Cuando Henry se acercaba se oyó un gruñido sordo procedente de la garganta del perro, que estaba echado a los pies de Örjan. Bengan lo saludó haciendo una temblorosa señal con la mano. Se veía a la legua que su amigo estaba muy borracho.
– Hola, ¿qué tal? Enhorabuena otra vez, tronco, joder qué bien.
Miraba a su amigo con ojos turbios.
– Gracias.
Örjan sacó una botella de plástico cuyo contenido era transparente, imposible de identificar.
– ¿Quieres?
– Sí, claro.
Aquella bebida tenía un olor penetrante. Después de darle varios largos tragos dejaron de temblarle las manos.
– Esto te ha sentado bien, ¿no?
Örjan hizo la pregunta sin sonreír.
– Ya lo creo -dijo Henry, sentándose en el banco al lado de los otros dos.
– ¿Cómo va la cosa?
– Bueno, la cabeza arriba y los pies en el suelo.

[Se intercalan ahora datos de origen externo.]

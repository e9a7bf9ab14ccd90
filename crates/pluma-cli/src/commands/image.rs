//! Cloud image command handlers
//!
//! Images are stored inline in the library snapshot, base64-encoded.
//! The collection is capped at 9; the store rejects further inserts.

use std::fs;
use std::path::PathBuf;

use anyhow::{bail, Context, Result};

use pluma_core::Store;

use crate::output::{short_id, Output};

/// Store an image from a file
pub fn add(store: &mut Store, path: PathBuf, name: Option<String>, output: &Output) -> Result<()> {
    let bytes =
        fs::read(&path).with_context(|| format!("Failed to read image file: {:?}", path))?;

    let name = match name {
        Some(name) => name,
        None => path
            .file_name()
            .map(|n| n.to_string_lossy().into_owned())
            .unwrap_or_else(|| "image".to_string()),
    };

    let image = store
        .add_image(name, &bytes)
        .context("Failed to store image")?;

    output.success(&format!(
        "Stored image {} - {}",
        short_id(&image.id),
        image.name
    ));
    Ok(())
}

/// List stored images
pub fn list(store: &Store, output: &Output) -> Result<()> {
    output.print_images(store.images());
    Ok(())
}

/// Remove a stored image
pub fn delete(store: &mut Store, id: String, output: &Output) -> Result<()> {
    let full_id = match store.images().iter().find(|i| i.id.starts_with(&id)) {
        Some(image) => image.id.clone(),
        None => bail!("No image found matching: {}", id),
    };

    store
        .remove_image(&full_id)
        .context("Failed to remove image")?;

    output.success(&format!("Removed image: {}", short_id(&full_id)));
    Ok(())
}
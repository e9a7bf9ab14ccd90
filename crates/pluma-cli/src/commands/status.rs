//! Status command

use anyhow::Result;

use pluma_core::{Config, Store, MAX_CLOUD_IMAGES};

use crate::output::Output;

/// Show library counts, paths, and publishing setup
pub fn show(store: &Store, output: &Output) -> Result<()> {
    let config = store.config();
    let published = store
        .stories()
        .iter()
        .filter(|s| s.is_published)
        .count();

    if output.is_json() {
        let value = serde_json::json!({
            "library": config.library_path(),
            "stories": store.story_count(),
            "published": published,
            "folders": store.folder_count(),
            "images": store.images().len(),
            "image_limit": MAX_CLOUD_IMAGES,
            "remote_path": config.remote_path,
            "display_name": config.display_name,
        });
        println!("{}", serde_json::to_string_pretty(&value)?);
        return Ok(());
    }

    if output.is_quiet() {
        println!("{}", store.story_count());
        return Ok(());
    }

    println!("Library:  {:?}", config.library_path());
    println!("Config:   {:?}", Config::config_file_path());
    println!();
    println!("Stories:  {} ({} published)", store.story_count(), published);
    println!("Folders:  {}", store.folder_count());
    println!("Images:   {} / {}", store.images().len(), MAX_CLOUD_IMAGES);
    println!();
    match &config.remote_path {
        Some(path) => println!("Remote:   {:?}", path),
        None => println!("Remote:   (not configured)"),
    }
    match &config.display_name {
        Some(name) => println!("Profile:  {}", name),
        None => println!("Profile:  anonymous"),
    }
    Ok(())
}
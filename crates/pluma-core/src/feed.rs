//! Remote feed reader
//!
//! Maintains a read-only cache of all published records for browsing.
//! The cache is only ever replaced wholesale, after a fetch fully
//! completes, so overlapping refreshes can never leave a torn mix of two
//! fetches; the last completed fetch wins. A failed fetch leaves the
//! cache at its last-known-good value.
//!
//! Subscription trades bandwidth for simplicity: any insert, update, or
//! delete on the public collection triggers a full refresh rather than an
//! incremental patch. Record counts are assumed small.

use std::sync::Arc;

use tokio::sync::RwLock;
use tokio::task::JoinHandle;
use tracing::{debug, warn};

use crate::models::PublishedRecord;
use crate::remote::{RemoteError, RemoteStore};

/// Cached, queryable view of the public collection
pub struct FeedReader {
    remote: Arc<dyn RemoteStore>,
    cache: Arc<RwLock<Vec<PublishedRecord>>>,
    watcher: Option<JoinHandle<()>>,
}

impl FeedReader {
    pub fn new(remote: Arc<dyn RemoteStore>) -> Self {
        Self {
            remote,
            cache: Arc::new(RwLock::new(Vec::new())),
            watcher: None,
        }
    }

    /// The current cached records, newest first
    pub async fn records(&self) -> Vec<PublishedRecord> {
        self.cache.read().await.clone()
    }

    /// Fetch the full collection and replace the cache
    ///
    /// On failure the cache keeps its last-known-good value and the error
    /// is returned for the boundary to display.
    pub async fn refresh(&self) -> Result<Vec<PublishedRecord>, RemoteError> {
        let records = self.remote.fetch_all().await?;
        *self.cache.write().await = records.clone();
        Ok(records)
    }

    /// Start watching the remote change stream
    ///
    /// Any change event triggers a full refresh. Calling this again
    /// replaces the previous watcher.
    pub fn subscribe(&mut self) {
        self.unsubscribe();

        let mut events = self.remote.subscribe();
        let remote = Arc::clone(&self.remote);
        let cache = Arc::clone(&self.cache);

        self.watcher = Some(tokio::spawn(async move {
            loop {
                match events.recv().await {
                    Ok(event) => {
                        debug!("Feed change event: {:?}, refreshing", event);
                        match remote.fetch_all().await {
                            Ok(records) => *cache.write().await = records,
                            Err(e) => warn!("Feed refresh failed, keeping cache: {}", e),
                        }
                    }
                    Err(tokio::sync::broadcast::error::RecvError::Lagged(skipped)) => {
                        // Missed events still end in a full refresh next round
                        debug!("Feed watcher lagged by {} events", skipped);
                    }
                    Err(tokio::sync::broadcast::error::RecvError::Closed) => break,
                }
            }
        }));
    }

    /// Whether a watcher task is currently registered
    pub fn is_subscribed(&self) -> bool {
        self.watcher.as_ref().is_some_and(|h| !h.is_finished())
    }

    /// Stop watching the change stream
    ///
    /// Idempotent; safe without a prior subscribe.
    pub fn unsubscribe(&mut self) {
        if let Some(handle) = self.watcher.take() {
            handle.abort();
        }
    }
}

impl Drop for FeedReader {
    fn drop(&mut self) {
        self.unsubscribe();
    }
}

Bengan se acercó más a Henry y le resopló en la oreja.
– Joder, oye, lo de la pasta -le silbó-. Vaya historia. ¿Qué vas a hacer?
– No sé.
Henry lanzó una rápida mirada hacia Örjan, que había encendido un cigarrillo. Estaba mirando hacia Ostergravar, en la zona este de la muralla, y parecía que había dejado de escuchar.
– Ya hablaremos de eso -le dijo en voz baja-. Quiero que mantengas la boca cerrada sobre lo del dinero, no quiero que se entere nadie más. ¿Entendido?
– Claro, tranquilo -le prometió Bengan-. No faltaba más, colega.
Dio una palmadita en el hombro a Henry y se volvió hacia Örjan.
– Anda, pasa un trago -dijo agarrando la botella.
– Bebe más despacio, joder. Piano.
«Típico de Örjan -pensó Henry-. Siempre tiene que hacerse el interesante. ¿De qué piano habla?» El perro enseñaba los dientes.
Lo único que quería Henry ahora era comprar bebida y largarse de allí cuanto antes.
– ¿Tenéis algo para vender?
Örjan empezó a rebuscar en un viejo bolso de piel de imitación. Sacó una botella de plástico con aguardiente de fabricación casera.